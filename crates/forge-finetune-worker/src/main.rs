use std::path::PathBuf;
use std::sync::Arc;
use std::time::Duration;

use forge_core::ConfigManager;
use forge_finetune::FineTunePool;
use forge_finetune_worker::{CancelFlag, FineTuneWorker};
use forge_registry::{ModelRouter, RegistryStore};
use tracing_subscriber::EnvFilter;

#[tokio::main]
async fn main() -> anyhow::Result<()> {
    tracing_subscriber::fmt()
        .with_env_filter(EnvFilter::try_from_default_env().unwrap_or_else(|_| EnvFilter::new("info")))
        .init();

    let manager = ConfigManager::load()?;
    let config = Arc::new(manager.config().clone());

    let data_dir = PathBuf::from(".forge");
    let pool = Arc::new(FineTunePool::new(data_dir.join("pools"), config.finetune.clone())?);
    let store = RegistryStore::load(data_dir.join("registry.json"))?;
    let router = Arc::new(ModelRouter::new(store, config.clone()));

    let poll_interval = Duration::from_secs(config.finetune.check_interval_s);
    let worker = FineTuneWorker::new(data_dir.join("jobs"), pool, router, config.finetune.clone())?
        .with_poll_interval(poll_interval);

    tracing::info!(poll_interval_s = poll_interval.as_secs(), "fine-tune worker starting");
    worker.run(CancelFlag::new()).await?;
    Ok(())
}
use std::fs;
use std::path::{Path, PathBuf};

use forge_core::ForgeError;
use forge_finetune::FineTunePoolEntry;
use serde::Serialize;

#[derive(Serialize)]
struct JsonlRecord<'a> {
    prompt: &'a str,
    completion: &'a str,
}

/// Writes one `(prompt, completion)` JSON object per line, used by both
/// training paths to build their dataset file.
pub fn write_jsonl(examples: &[FineTunePoolEntry], path: &Path) -> Result<(), ForgeError> {
    let mut lines = Vec::with_capacity(examples.len());
    for example in examples {
        let record = JsonlRecord {
            prompt: &example.prompt,
            completion: &example.response,
        };
        lines.push(serde_json::to_string(&record)?);
    }
    let body = lines.join("\n");
    let tmp = path.with_extension("jsonl.tmp");
    fs::write(&tmp, body)?;
    fs::rename(&tmp, path)?;
    Ok(())
}

/// Dataset validation precondition required before any training starts
/// before any training starts: the file must exist, be non-empty, every line must
/// parse as JSON, and there must be at least one line.
pub fn validate_dataset_file(path: &Path) -> Result<usize, ForgeError> {
    if !path.exists() {
        return Err(ForgeError::DatasetValidationFailed(format!(
            "dataset file {} does not exist",
            path.display()
        )));
    }
    let content = fs::read_to_string(path)?;
    if content.trim().is_empty() {
        return Err(ForgeError::DatasetValidationFailed(format!(
            "dataset file {} is empty",
            path.display()
        )));
    }

    let mut count = 0;
    for (i, line) in content.lines().enumerate() {
        if line.trim().is_empty() {
            continue;
        }
        serde_json::from_str::<serde_json::Value>(line).map_err(|e| {
            ForgeError::DatasetValidationFailed(format!("line {} is not valid JSON: {}", i + 1, e))
        })?;
        count += 1;
    }

    if count == 0 {
        return Err(ForgeError::DatasetValidationFailed(format!(
            "dataset file {} has no parseable lines",
            path.display()
        )));
    }

    Ok(count)
}

pub fn dataset_path(job_dir: &Path, job_id: &uuid::Uuid) -> PathBuf {
    job_dir.join(format!("{job_id}.jsonl"))
}

#[cfg(test)]
mod tests {
    use super::*;
    use forge_core::ArtifactType;
    use forge_finetune::ExampleSource;
    use tempfile::tempdir;

    fn entry() -> FineTunePoolEntry {
        FineTunePoolEntry::new(
            ArtifactType::MermaidErd,
            "generate an erd",
            "erDiagram\n  A ||--o{ B : has",
            90,
            "llama3",
            ExampleSource::Real,
        )
    }

    #[test]
    fn writes_and_validates_roundtrip() {
        let dir = tempdir().unwrap();
        let path = dir.path().join("data.jsonl");
        write_jsonl(&[entry(), entry()], &path).unwrap();
        let count = validate_dataset_file(&path).unwrap();
        assert_eq!(count, 2);
    }

    #[test]
    fn missing_file_fails_validation() {
        let dir = tempdir().unwrap();
        let path = dir.path().join("missing.jsonl");
        let err = validate_dataset_file(&path).unwrap_err();
        assert!(matches!(err, ForgeError::DatasetValidationFailed(_)));
    }

    #[test]
    fn empty_file_fails_validation() {
        let dir = tempdir().unwrap();
        let path = dir.path().join("empty.jsonl");
        fs::write(&path, "").unwrap();
        let err = validate_dataset_file(&path).unwrap_err();
        assert!(matches!(err, ForgeError::DatasetValidationFailed(_)));
    }

    #[test]
    fn malformed_line_fails_validation() {
        let dir = tempdir().unwrap();
        let path = dir.path().join("bad.jsonl");
        fs::write(&path, "{not json}").unwrap();
        let err = validate_dataset_file(&path).unwrap_err();
        assert!(matches!(err, ForgeError::DatasetValidationFailed(_)));
    }
}
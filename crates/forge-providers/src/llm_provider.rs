use async_trait::async_trait;
use serde::{Deserialize, Serialize};
use std::fmt;
use std::time::Duration;

/// A single turn in a chat-style prompt sent to a provider.
#[derive(Debug, Clone, Serialize, Deserialize)]
pub struct Message {
    pub role: MessageRole,
    pub content: String,
}

#[derive(Debug, Clone, Copy, PartialEq, Eq, Serialize, Deserialize)]
#[serde(rename_all = "lowercase")]
pub enum MessageRole {
    System,
    User,
    Assistant,
}

impl fmt::Display for MessageRole {
    fn fmt(&self, f: &mut fmt::Formatter<'_>) -> fmt::Result {
        match self {
            MessageRole::System => write!(f, "system"),
            MessageRole::User => write!(f, "user"),
            MessageRole::Assistant => write!(f, "assistant"),
        }
    }
}

/// Per-call generation parameters.
#[derive(Debug, Clone, Serialize, Deserialize)]
pub struct GenerationConfig {
    pub temperature: f32,
    pub max_tokens: Option<usize>,
    pub top_p: Option<f32>,
    pub stop: Option<Vec<String>>,
}

impl Default for GenerationConfig {
    fn default() -> Self {
        Self {
            temperature: 0.2,
            max_tokens: Some(4096),
            top_p: None,
            stop: None,
        }
    }
}

/// Response from a provider call.
#[derive(Debug, Clone, Serialize, Deserialize)]
pub struct LLMResponse {
    pub content: String,
    pub total_tokens: Option<usize>,
    pub prompt_tokens: Option<usize>,
    pub completion_tokens: Option<usize>,
    pub finish_reason: Option<String>,
    pub model: String,
}

/// A failed provider call, annotated with enough information for the caller
/// to decide whether to retry the same model or fall back to the next
/// candidate.
#[derive(Debug, Clone)]
pub struct ProviderError {
    pub message: String,
    pub retriable: bool,
    pub retry_after: Option<Duration>,
    pub status_code: Option<u16>,
}

impl fmt::Display for ProviderError {
    fn fmt(&self, f: &mut fmt::Formatter<'_>) -> fmt::Result {
        write!(f, "{}", self.message)
    }
}

impl std::error::Error for ProviderError {}

impl ProviderError {
    pub fn fatal(message: impl Into<String>) -> Self {
        Self {
            message: message.into(),
            retriable: false,
            retry_after: None,
            status_code: None,
        }
    }

    pub fn retriable(
        message: impl Into<String>,
        retry_after: Option<Duration>,
        status_code: Option<u16>,
    ) -> Self {
        Self {
            message: message.into(),
            retriable: true,
            retry_after,
            status_code,
        }
    }
}

pub type LLMResult<T> = std::result::Result<T, ProviderError>;

/// Static capabilities of a provider/model pair, used by the router to pick
/// sane defaults (timeouts, context truncation) without a network call.
#[derive(Debug, Clone, Serialize, Deserialize)]
pub struct ProviderCharacteristics {
    pub max_tokens: usize,
    pub avg_latency_ms: u64,
    pub supports_streaming: bool,
}

/// Uniform interface implemented by every model backend (local or cloud).
#[async_trait]
pub trait LLMProvider: Send + Sync {
    /// Generate a completion for a single prompt, using default parameters.
    async fn generate(&self, prompt: &str) -> LLMResult<LLMResponse> {
        let messages = vec![Message {
            role: MessageRole::User,
            content: prompt.to_string(),
        }];
        self.generate_chat(&messages, &GenerationConfig::default())
            .await
    }

    /// Generate a chat completion with message history.
    async fn generate_chat(
        &self,
        messages: &[Message],
        config: &GenerationConfig,
    ) -> LLMResult<LLMResponse>;

    /// Cheap reachability/availability probe.
    async fn is_available(&self) -> bool;

    fn provider_name(&self) -> &str;
    fn model_name(&self) -> &str;
    fn characteristics(&self) -> ProviderCharacteristics;

    fn context_window(&self) -> usize {
        self.characteristics().max_tokens
    }
}

/// Sleep out a `Retry-After`-aware exponential backoff before attempt `n`
/// (0-indexed). Shared by every cloud provider's retry loop.
pub async fn backoff_delay(attempt: u32, retry_after: Option<Duration>) {
    if let Some(delay) = retry_after {
        tokio::time::sleep(delay).await;
        return;
    }
    if attempt == 0 {
        return;
    }
    let base_ms = 500u64.saturating_mul(1u64 << attempt.min(6));
    let jitter_ms = fastrand::u64(0..=base_ms / 4);
    tokio::time::sleep(Duration::from_millis(base_ms + jitter_ms)).await;
}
──────────
● WORK REQUEST:
Your answer must be the lines above, unchanged, from the first one through the line that holds "used by both", inclusive, and no others.

● PROBLEM SOLUTION:
filename crates/forge-finetune-worker/src/main.rs
use std::path::PathBuf;
use std::sync::Arc;
use std::time::Duration;

use forge_core::ConfigManager;
use forge_finetune::FineTunePool;
use forge_finetune_worker::{CancelFlag, FineTuneWorker};
use forge_registry::{ModelRouter, RegistryStore};
use tracing_subscriber::EnvFilter;

#[tokio::main]
async fn main() -> anyhow::Result<()> {
    tracing_subscriber::fmt()
        .with_env_filter(EnvFilter::try_from_default_env().unwrap_or_else(|_| EnvFilter::new("info")))
        .init();

    let manager = ConfigManager::load()?;
    let config = Arc::new(manager.config().clone());

    let data_dir = PathBuf::from(".forge");
    let pool = Arc::new(FineTunePool::new(data_dir.join("pools"), config.finetune.clone())?);
    let store = RegistryStore::load(data_dir.join("registry.json"))?;
    let router = Arc::new(ModelRouter::new(store, config.clone()));

    let poll_interval = Duration::from_secs(config.finetune.check_interval_s);
    let worker = FineTuneWorker::new(data_dir.join("jobs"), pool, router, config.finetune.clone())?
        .with_poll_interval(poll_interval);

    tracing::info!(poll_interval_s = poll_interval.as_secs(), "fine-tune worker starting");
    worker.run(CancelFlag::new()).await?;
    Ok(())
}
use std::fs;
use std::path::{Path, PathBuf};

use forge_core::ForgeError;
use forge_finetune::FineTunePoolEntry;
use serde::Serialize;

#[derive(Serialize)]
struct JsonlRecord<'a> {
    prompt: &'a str,
    completion: &'a str,
}

/// Writes one `(prompt, completion)` JSON object per line, used by both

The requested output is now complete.